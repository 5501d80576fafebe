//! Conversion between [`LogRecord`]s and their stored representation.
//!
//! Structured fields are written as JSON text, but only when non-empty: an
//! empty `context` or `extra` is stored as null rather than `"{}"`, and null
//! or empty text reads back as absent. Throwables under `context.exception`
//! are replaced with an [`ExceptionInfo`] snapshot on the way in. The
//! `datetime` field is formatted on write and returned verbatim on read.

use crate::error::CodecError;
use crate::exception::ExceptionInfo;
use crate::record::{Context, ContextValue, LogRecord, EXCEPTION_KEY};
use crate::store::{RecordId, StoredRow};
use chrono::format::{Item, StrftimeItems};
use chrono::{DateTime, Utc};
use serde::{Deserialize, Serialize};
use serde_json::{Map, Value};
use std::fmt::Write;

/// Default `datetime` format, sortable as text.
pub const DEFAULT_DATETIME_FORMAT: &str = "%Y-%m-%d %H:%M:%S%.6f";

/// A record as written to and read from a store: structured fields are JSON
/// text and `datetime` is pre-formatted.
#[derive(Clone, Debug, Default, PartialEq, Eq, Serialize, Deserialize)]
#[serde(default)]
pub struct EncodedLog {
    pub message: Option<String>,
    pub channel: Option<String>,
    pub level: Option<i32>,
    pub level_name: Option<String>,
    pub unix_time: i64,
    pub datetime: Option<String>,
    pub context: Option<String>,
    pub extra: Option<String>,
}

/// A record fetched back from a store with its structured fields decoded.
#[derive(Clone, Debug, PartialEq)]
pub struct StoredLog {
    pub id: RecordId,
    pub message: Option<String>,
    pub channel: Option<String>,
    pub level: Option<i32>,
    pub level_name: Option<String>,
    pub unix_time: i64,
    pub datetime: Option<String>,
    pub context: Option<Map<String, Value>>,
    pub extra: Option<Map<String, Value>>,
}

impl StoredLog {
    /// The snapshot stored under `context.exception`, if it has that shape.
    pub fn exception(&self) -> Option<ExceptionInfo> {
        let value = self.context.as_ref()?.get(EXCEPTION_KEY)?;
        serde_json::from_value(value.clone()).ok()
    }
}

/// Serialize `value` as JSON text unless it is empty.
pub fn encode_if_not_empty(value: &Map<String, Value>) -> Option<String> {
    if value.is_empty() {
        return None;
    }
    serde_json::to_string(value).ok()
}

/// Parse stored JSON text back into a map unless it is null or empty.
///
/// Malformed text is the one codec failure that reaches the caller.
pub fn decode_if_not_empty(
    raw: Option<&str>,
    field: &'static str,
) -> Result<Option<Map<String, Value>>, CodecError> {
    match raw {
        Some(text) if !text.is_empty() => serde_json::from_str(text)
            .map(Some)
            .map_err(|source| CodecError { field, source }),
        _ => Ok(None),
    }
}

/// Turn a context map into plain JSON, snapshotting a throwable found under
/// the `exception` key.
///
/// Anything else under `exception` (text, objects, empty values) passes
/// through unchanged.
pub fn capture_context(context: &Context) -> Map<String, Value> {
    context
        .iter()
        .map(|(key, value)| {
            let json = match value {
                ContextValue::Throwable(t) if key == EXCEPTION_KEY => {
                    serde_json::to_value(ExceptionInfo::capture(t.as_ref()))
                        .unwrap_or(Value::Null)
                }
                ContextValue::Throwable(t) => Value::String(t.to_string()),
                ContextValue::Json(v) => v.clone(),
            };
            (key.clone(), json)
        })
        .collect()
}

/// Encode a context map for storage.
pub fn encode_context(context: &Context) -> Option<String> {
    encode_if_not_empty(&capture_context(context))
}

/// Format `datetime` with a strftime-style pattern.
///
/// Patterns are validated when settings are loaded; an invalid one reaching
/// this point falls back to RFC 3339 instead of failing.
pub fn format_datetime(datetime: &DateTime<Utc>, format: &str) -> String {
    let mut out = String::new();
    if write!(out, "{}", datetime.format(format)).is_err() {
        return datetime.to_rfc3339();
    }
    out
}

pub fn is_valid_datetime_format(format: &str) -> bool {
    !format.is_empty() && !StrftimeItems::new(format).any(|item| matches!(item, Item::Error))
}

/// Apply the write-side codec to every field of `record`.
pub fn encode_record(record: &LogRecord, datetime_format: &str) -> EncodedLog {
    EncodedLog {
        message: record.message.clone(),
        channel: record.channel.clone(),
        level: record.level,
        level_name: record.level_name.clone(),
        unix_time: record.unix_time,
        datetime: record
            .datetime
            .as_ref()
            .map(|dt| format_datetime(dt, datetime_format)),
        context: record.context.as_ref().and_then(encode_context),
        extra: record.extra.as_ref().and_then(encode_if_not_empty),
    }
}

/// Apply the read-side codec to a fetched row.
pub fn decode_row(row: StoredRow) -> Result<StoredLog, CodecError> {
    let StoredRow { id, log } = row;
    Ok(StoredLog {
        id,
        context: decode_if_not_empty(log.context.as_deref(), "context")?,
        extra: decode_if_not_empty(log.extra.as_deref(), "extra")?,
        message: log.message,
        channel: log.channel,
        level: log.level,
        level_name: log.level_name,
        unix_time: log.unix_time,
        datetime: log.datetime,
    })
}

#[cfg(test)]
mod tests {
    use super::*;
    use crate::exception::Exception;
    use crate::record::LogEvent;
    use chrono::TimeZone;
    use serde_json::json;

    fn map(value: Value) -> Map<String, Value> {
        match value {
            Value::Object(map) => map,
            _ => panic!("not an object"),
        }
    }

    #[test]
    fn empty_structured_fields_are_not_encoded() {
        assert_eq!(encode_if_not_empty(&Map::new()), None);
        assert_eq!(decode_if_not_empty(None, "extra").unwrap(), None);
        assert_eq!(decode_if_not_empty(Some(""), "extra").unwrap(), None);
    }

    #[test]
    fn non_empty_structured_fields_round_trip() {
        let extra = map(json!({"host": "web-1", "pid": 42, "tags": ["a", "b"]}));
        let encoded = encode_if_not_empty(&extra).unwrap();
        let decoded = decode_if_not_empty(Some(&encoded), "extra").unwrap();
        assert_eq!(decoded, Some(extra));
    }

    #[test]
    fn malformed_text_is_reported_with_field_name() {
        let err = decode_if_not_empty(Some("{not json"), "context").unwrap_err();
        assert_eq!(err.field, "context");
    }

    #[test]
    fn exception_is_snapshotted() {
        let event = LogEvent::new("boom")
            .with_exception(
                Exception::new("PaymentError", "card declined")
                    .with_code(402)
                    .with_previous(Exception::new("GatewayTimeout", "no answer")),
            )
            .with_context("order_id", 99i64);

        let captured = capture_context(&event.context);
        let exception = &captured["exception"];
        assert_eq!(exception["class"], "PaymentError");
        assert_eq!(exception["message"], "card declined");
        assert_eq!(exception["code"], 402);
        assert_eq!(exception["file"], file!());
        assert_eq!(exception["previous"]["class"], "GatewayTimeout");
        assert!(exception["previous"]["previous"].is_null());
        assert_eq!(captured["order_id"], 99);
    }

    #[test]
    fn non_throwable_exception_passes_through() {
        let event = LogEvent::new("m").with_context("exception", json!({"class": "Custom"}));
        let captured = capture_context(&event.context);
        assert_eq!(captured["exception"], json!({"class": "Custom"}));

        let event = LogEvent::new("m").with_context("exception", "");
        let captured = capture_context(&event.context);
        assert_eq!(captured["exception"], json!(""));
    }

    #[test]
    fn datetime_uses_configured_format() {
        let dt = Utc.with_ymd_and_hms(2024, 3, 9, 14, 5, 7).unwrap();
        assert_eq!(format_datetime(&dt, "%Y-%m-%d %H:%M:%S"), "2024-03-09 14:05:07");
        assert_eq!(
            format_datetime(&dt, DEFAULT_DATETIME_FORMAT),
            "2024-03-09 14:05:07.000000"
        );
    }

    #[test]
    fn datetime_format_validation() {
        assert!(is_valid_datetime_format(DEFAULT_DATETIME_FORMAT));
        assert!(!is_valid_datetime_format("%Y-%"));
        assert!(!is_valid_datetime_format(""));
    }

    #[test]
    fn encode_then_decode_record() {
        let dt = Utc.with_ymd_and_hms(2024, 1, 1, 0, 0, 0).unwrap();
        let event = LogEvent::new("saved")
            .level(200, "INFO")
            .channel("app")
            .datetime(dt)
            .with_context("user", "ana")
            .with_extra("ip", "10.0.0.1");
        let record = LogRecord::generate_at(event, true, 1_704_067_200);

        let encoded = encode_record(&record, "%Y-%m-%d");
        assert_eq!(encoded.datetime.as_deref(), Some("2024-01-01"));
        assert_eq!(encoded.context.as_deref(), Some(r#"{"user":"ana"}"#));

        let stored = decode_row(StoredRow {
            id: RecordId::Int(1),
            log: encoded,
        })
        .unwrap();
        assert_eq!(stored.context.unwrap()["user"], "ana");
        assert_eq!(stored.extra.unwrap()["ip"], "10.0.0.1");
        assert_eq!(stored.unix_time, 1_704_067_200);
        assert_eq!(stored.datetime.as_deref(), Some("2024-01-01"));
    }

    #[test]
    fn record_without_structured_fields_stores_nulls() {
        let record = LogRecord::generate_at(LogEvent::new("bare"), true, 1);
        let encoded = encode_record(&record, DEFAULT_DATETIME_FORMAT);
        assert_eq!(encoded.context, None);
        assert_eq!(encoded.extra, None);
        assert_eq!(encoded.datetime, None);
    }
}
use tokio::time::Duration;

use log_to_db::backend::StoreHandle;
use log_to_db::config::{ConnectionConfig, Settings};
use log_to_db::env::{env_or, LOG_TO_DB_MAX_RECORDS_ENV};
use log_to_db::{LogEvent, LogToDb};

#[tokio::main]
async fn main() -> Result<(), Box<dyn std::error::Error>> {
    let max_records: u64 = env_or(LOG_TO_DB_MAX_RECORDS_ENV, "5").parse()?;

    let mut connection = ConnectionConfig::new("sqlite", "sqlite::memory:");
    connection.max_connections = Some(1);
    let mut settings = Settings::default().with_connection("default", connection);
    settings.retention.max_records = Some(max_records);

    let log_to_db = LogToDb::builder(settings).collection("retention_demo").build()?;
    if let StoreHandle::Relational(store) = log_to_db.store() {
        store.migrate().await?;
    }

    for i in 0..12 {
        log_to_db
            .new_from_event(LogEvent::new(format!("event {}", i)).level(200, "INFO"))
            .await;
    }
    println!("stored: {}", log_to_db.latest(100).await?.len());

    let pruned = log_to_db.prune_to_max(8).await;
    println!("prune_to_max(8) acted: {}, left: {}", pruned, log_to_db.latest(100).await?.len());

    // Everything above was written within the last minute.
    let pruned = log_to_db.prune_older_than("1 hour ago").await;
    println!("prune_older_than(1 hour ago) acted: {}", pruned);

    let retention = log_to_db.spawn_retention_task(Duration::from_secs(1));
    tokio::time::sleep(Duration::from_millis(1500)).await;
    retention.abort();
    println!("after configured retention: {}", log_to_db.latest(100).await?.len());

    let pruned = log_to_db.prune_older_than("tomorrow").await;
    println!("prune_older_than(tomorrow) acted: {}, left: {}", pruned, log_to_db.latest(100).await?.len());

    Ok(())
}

...

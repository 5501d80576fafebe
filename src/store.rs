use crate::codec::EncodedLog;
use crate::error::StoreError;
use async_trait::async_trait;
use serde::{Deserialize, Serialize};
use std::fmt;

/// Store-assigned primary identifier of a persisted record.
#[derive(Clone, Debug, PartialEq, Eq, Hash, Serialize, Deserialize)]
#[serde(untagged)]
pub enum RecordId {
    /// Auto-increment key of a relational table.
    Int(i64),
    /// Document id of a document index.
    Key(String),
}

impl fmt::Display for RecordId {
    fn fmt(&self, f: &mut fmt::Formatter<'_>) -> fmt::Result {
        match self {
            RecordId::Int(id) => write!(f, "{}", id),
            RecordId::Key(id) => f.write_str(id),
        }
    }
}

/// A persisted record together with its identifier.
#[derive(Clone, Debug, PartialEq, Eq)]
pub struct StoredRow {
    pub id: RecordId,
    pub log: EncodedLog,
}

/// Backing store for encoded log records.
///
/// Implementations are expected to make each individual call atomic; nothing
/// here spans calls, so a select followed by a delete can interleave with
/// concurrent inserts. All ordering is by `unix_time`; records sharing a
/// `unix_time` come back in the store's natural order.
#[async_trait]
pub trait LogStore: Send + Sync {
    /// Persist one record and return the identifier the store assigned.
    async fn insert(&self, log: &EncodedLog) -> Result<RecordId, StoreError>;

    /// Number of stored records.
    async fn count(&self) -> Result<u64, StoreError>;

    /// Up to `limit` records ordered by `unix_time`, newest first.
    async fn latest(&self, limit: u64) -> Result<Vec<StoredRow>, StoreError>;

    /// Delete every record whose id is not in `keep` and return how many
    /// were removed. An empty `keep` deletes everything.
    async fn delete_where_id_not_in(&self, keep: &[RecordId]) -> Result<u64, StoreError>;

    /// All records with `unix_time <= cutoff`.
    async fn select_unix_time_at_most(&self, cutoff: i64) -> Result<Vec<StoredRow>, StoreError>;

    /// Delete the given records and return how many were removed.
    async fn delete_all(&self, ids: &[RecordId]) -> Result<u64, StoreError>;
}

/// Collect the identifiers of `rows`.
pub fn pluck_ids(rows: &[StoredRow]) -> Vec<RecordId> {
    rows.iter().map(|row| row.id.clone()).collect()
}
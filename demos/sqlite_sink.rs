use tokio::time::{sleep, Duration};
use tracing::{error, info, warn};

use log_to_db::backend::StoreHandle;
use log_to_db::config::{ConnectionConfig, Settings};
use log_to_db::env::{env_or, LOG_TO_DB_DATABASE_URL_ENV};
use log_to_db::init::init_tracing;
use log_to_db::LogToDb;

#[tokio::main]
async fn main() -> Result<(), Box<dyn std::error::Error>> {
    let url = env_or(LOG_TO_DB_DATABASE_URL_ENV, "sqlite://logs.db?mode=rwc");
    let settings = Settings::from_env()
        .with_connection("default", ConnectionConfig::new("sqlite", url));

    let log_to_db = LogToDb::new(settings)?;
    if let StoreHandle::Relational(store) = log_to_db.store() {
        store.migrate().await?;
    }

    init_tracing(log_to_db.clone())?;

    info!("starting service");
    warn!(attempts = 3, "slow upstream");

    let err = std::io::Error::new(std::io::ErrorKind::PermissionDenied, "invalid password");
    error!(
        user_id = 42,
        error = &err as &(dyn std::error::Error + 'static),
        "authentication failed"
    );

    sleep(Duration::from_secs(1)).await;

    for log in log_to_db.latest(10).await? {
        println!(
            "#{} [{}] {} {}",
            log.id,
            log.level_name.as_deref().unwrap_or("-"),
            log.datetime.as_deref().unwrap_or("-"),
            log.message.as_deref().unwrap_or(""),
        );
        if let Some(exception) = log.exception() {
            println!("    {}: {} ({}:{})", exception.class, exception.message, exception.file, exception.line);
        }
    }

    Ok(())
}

What you need to do | Could you reproduce, exactly, every line above from the line with "Hash, Serialize, Deserialize)]" to the line with "async fn delete_all(&self, ids: &[RecordId])", and no other line? Both ends count.

Reply to the task |
#[derive(Clone, Debug, PartialEq, Eq, Hash, Serialize, Deserialize)]
#[serde(untagged)]
pub enum RecordId {
    /// Auto-increment key of a relational table.
    Int(i64),
    /// Document id of a document index.
    Key(String),
}

impl fmt::Display for RecordId {
    fn fmt(&self, f: &mut fmt::Formatter<'_>) -> fmt::Result {
        match self {
            RecordId::Int(id) => write!(f, "{}", id),
            RecordId::Key(id) => f.write_str(id),
        }
    }
}

/// A persisted record together with its identifier.
#[derive(Clone, Debug, PartialEq, Eq)]
pub struct StoredRow {
    pub id: RecordId,
    pub log: EncodedLog,
}

/// Backing store for encoded log records.
///
/// Implementations are expected to make each individual call atomic; nothing
/// here spans calls, so a select followed by a delete can interleave with
/// concurrent inserts. All ordering is by `unix_time`; records sharing a
/// `unix_time` come back in the store's natural order.
#[async_trait]
pub trait LogStore: Send + Sync {
    /// Persist one record and return the identifier the store assigned.
    async fn insert(&self, log: &EncodedLog) -> Result<RecordId, StoreError>;

    /// Number of stored records.
    async fn count(&self) -> Result<u64, StoreError>;

    /// Up to `limit` records ordered by `unix_time`, newest first.
    async fn latest(&self, limit: u64) -> Result<Vec<StoredRow>, StoreError>;

    /// Delete every record whose id is not in `keep` and return how many
    /// were removed. An empty `keep` deletes everything.
    async fn delete_where_id_not_in(&self, keep: &[RecordId]) -> Result<u64, StoreError>;

    /// All records with `unix_time <= cutoff`.
    async fn select_unix_time_at_most(&self, cutoff: i64) -> Result<Vec<StoredRow>, StoreError>;

    /// Delete the given records and return how many were removed.
    async fn delete_all(&self, ids: &[RecordId]) -> Result<u64, StoreError>;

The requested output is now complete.